Well, it turns out that hummingbirds aren’t the only birds to have evolved the fast and furious lifestyle of a nectar feeder. Sunbirds, which do live in Southeast Asia, are also small and fleet, with brightly-colored plumage and long beaks for reaching deep into flowers. Sunbirds (and other nectar-feeding birds) take advantage of the nectar rewards offered by plants such as Tapeinochilos (shown above) and, in turn, help pollinate them.
Despite these similarities, sunbirds and hummingbirds are not very closely related. In fact, hummingbirds are more closely related to swifts and sunbirds are more closely related to crows — so the striking similarities between these two groups of tiny, colorful birds are analogies that evolved through convergent evolution.

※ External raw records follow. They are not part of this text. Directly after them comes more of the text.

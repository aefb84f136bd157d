//! Custom error types for pipeup
//!
//! User-friendly error messages for all failure scenarios.

use thiserror::Error;

/// Main error type for the pipeup application
#[derive(Error, Debug)]
pub enum PipeupError {
    /// Invalid GitHub repository URL
    #[error("Cannot parse GitHub repository URL: {0}\n\n  → Expected format: https://github.com/owner/repo or git@github.com:owner/repo")]
    InvalidRepositoryUrl(String),

    /// Token minting failed; never retried automatically
    #[error("GitHub authentication failed: {0}\n\n  → Check your credentials and try again.\n  → Set a pre-generated token in the GITHUB_PAT environment variable to skip interactive login.")]
    AuthenticationFailed(String),

    /// A file checkin came back with a non-created status.
    /// Files committed earlier in the same batch stay on the branch.
    #[error("GitHub file checkin failed for file ({path}). Status Code ({status}).")]
    CheckinFailed { path: String, status: u16 },

    /// The candidate branch name is taken or collides with a ref namespace
    #[error("Not a valid branch name: '{0}'.\n\n  → The name is already in use, or is a prefix of existing refs.")]
    BranchNameInvalid(String),

    /// Source branch does not resolve to a leaf ref
    #[error("Branch ({0}) does not exist.")]
    BranchNotFound(String),

    /// Ref creation rejected by the host
    #[error("Branch creation failed. Error: ({0})")]
    BranchCreationFailed(String),

    /// Pull request creation rejected by the host
    #[error("Pull request creation failed. Error: ({0})")]
    PullRequestCreationFailed(String),

    /// No GitHub Actions check run appeared for the commit
    #[error("Couldn't find a GitHub Actions check run.\n\n  → Check the 'Actions' tab in your GitHub repository.")]
    CheckRunNotFound,

    /// The check run completed with a non-success conclusion
    #[error("Workflow status: {0}\n\n  → Inspect the run logs on GitHub; a failed pipeline must be fixed and re-run there.")]
    WorkflowFailed(String),

    /// None of the top reported languages has a template pack
    #[error("The languages in this repository are not yet supported.\n\n  → Supported languages: JavaScript, Java, Python.")]
    UnsupportedLanguage,

    /// The host reported no language statistics at all
    #[error("Language detection failed for this repository.")]
    LanguageDetectionFailed,

    /// Secret provisioning failed; treated as fatal at every call site
    #[error("Secret provisioning failed: {0}\n\n  → Re-run with --skip-secrets to leave repository secrets untouched.")]
    SecretProvisioning(String),

    /// GitHub API error
    #[error("GitHub API request failed: {0}\n\n  → Check your internet connection and token scopes.")]
    GitHubApi(String),

    /// Network request error
    #[error("Network request failed: {0}\n\n  → Check your internet connection.")]
    Network(#[from] reqwest::Error),

    /// JSON serialization/deserialization error
    #[error("Failed to parse response: {0}")]
    Json(#[from] serde_json::Error),

    /// IO error
    #[error("File operation failed: {0}")]
    Io(#[from] std::io::Error),

    /// TOML serialization/deserialization error
    #[error("Configuration file is invalid: {0}")]
    Toml(String),

    /// Configuration error
    #[error("Configuration error: {0}")]
    Config(String),

    /// Invalid input from user
    #[error("{0}")]
    InvalidInput(String),
}

impl From<toml::de::Error> for PipeupError {
    fn from(err: toml::de::Error) -> Self {
        PipeupError::Toml(err.to_string())
    }
}

impl From<toml::ser::Error> for PipeupError {
    fn from(err: toml::ser::Error) -> Self {
        PipeupError::Toml(err.to_string())
    }
}

/// Result type alias using PipeupError
pub type Result<T> = std::result::Result<T, PipeupError>;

Interestingly, one of the few obvious differences between sunbirds and hummingbirds is that hummingbirds can hover at a food source, but sunbirds must perch in order sip nectar from a flower. The plants pollinated by each have evolved accordingly: hummingbird-pollinated plants have no place to perch, but sunbird-pollinated plants have heavy-duty modified leaves, called bracts, that make great perches!